Soft Matter Seminar: Interactions of a Riboswitch RNA With Fluorogenic Probes for Multiplexed RNA Detection in Live Cells With the Riboglow-FLIM Sensor
Prof. Esther Braselmann, Georgetown University
Abstract: Subcellular RNA localizations are closely linked to their function, motivating the need to visualize RNAs live. We redesigned a bacterial RNA riboswitch as a fluorescence sensor, Riboglow. Here, the riboswitch RNA is genetically tagged to an RNA of interest and its natural ligand Cobalamin was coupled to a synthetic fluorophore.

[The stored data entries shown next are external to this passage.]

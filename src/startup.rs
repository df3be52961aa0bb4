//! Application startup and lifecycle management.

use crate::config::BillingConfig;
use crate::error::AppError;
use crate::services::{
    get_metrics, init_metrics, spawn_scheduler, BillingJobs, Clock, Database, InvoiceGenerator,
};
use axum::{
    extract::State, http::StatusCode, response::IntoResponse, routing::get, Json, Router,
};
use serde_json::json;
use std::net::SocketAddr;
use std::sync::Arc;
use tokio::net::TcpListener;
use tower_http::trace::TraceLayer;

/// Shared application state.
#[derive(Clone)]
pub struct AppState {
    pub config: BillingConfig,
    pub db: Arc<Database>,
    pub generator: InvoiceGenerator,
}

/// State for health check endpoints.
#[derive(Clone)]
struct HealthState {
    db: Arc<Database>,
}

/// Health check endpoint for Docker/K8s liveness probes.
async fn health_check(State(state): State<HealthState>) -> impl IntoResponse {
    match state.db.health_check().await {
        Ok(_) => {
            tracing::debug!("Health check passed");
            (
                StatusCode::OK,
                Json(json!({
                    "status": "ok",
                    "service": "commons-billing",
                    "version": env!("CARGO_PKG_VERSION")
                })),
            )
        }
        Err(e) => {
            tracing::warn!(error = %e, "Health check failed - database unavailable");
            (
                StatusCode::SERVICE_UNAVAILABLE,
                Json(json!({
                    "status": "unhealthy",
                    "service": "commons-billing",
                    "error": e.to_string()
                })),
            )
        }
    }
}

/// Readiness check endpoint for K8s readiness probes.
async fn readiness_check(State(state): State<HealthState>) -> impl IntoResponse {
    match state.db.health_check().await {
        Ok(_) => {
            tracing::debug!("Readiness check passed");
            StatusCode::OK
        }
        Err(e) => {
            tracing::warn!(error = %e, "Readiness check failed");
            StatusCode::SERVICE_UNAVAILABLE
        }
    }
}

/// Metrics endpoint for Prometheus scraping.
async fn metrics_handler() -> impl IntoResponse {
    let metrics = get_metrics();
    (
        StatusCode::OK,
        [("content-type", "text/plain; charset=utf-8")],
        metrics,
    )
}

/// Application container for managing server lifecycle.
pub struct Application {
    http_port: u16,
    http_listener: TcpListener,
    state: AppState,
}

impl Application {
    /// Build the application with the given configuration.
    pub async fn build(config: BillingConfig) -> Result<Self, AppError> {
        Self::build_internal(config, true).await
    }

    /// Build the application without running migrations.
    /// Use this in tests when migrations are already applied by the test harness.
    pub async fn build_without_migrations(config: BillingConfig) -> Result<Self, AppError> {
        Self::build_internal(config, false).await
    }

    async fn build_internal(config: BillingConfig, run_migrations: bool) -> Result<Self, AppError> {
        // Initialize metrics
        init_metrics();

        // Connect to database
        let db = Database::new(
            &config.database.url,
            config.database.max_connections,
            config.database.min_connections,
        )
        .await
        .map_err(|e| {
            tracing::error!(error = %e, "Failed to connect to PostgreSQL");
            e
        })?;

        // Run migrations only if requested
        if run_migrations {
            db.run_migrations().await.map_err(|e| {
                tracing::error!(error = %e, "Failed to run migrations");
                e
            })?;
        }

        let db = Arc::new(db);

        let generator = InvoiceGenerator::new(
            (*db).clone(),
            Clock::default(),
            config.jobs.invoice_due_days,
        );

        let state = AppState {
            config: config.clone(),
            db,
            generator,
        };

        // Bind HTTP listener
        let http_addr = SocketAddr::from(([0, 0, 0, 0], config.common.port));
        let http_listener = TcpListener::bind(http_addr).await.map_err(|e| {
            tracing::error!(error = %e, addr = %http_addr, "Failed to bind HTTP listener");
            AppError::from(e)
        })?;
        let http_port = http_listener.local_addr()?.port();

        tracing::info!(http_port = http_port, "Billing service listener bound");

        Ok(Self {
            http_port,
            http_listener,
            state,
        })
    }

    /// Get the HTTP port the server is listening on.
    pub fn http_port(&self) -> u16 {
        self.http_port
    }

    /// Get a reference to the database.
    pub fn db(&self) -> &Database {
        &self.state.db
    }

    /// Get a reference to the invoice generator.
    pub fn generator(&self) -> &InvoiceGenerator {
        &self.state.generator
    }

    /// Run the application until stopped.
    pub async fn run_until_stopped(self) -> std::io::Result<()> {
        // Background jobs run inside this process; the advisory locks keep
        // replicas from double-running them.
        if self.state.config.jobs.scheduler_enabled {
            let jobs = BillingJobs::new(
                (*self.state.db).clone(),
                self.state.generator.clone(),
                Clock::default(),
                self.state.config.jobs.generation_day_of_month,
            );
            spawn_scheduler(jobs, self.state.config.jobs.tick_seconds);
            tracing::info!(
                generation_day = self.state.config.jobs.generation_day_of_month,
                tick_seconds = self.state.config.jobs.tick_seconds,
                "Billing job scheduler started"
            );
        } else {
            tracing::info!("Billing job scheduler disabled by configuration");
        }

        // Build minimal HTTP router (health + metrics)
        let health_state = HealthState {
            db: self.state.db.clone(),
        };

        let http_router = Router::new()
            .route("/health", get(health_check))
            .route("/ready", get(readiness_check))
            .route("/metrics", get(metrics_handler))
            .layer(TraceLayer::new_for_http())
            .with_state(health_state);

        tracing::info!(
            service = "commons-billing",
            version = env!("CARGO_PKG_VERSION"),
            http_port = self.http_port,
            "Service ready to accept connections"
        );

        if let Err(e) = axum::serve(self.http_listener, http_router).await {
            tracing::error!(error = %e, "HTTP server error");
            return Err(std::io::Error::other(format!("HTTP server error: {}", e)));
        }

        Ok(())
    }
}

We observed a change in fluorescence intensity and fluorescence lifetime of the probe upon binding to the RNA, leading us to explore fluorescence lifetime imaging microscopy (FLIM), yielding the Riboglow-FLIM sensor. First, we demonstrate that cellular contrast is superior for lifetime imaging compared with intensity imaging. Second, the intensity independence of FLIM makes it unnecessary to multiplex the RNA tag to achieve intensity-contrast, a common strategy for traditional RNA fluorescent tags. Finally, we exploit phylogenetic diversity of the riboswitch. Different RNA tag sequences change fluorescence lifetime to different extends. This feature leads us to explore Riboglow-FLIM as an RNA multiplexing sensor. Together, we demonstrate that FLIM is an advantageous approach for RNA sensing that addresses many current challenges in the field of RNA imaging tool development.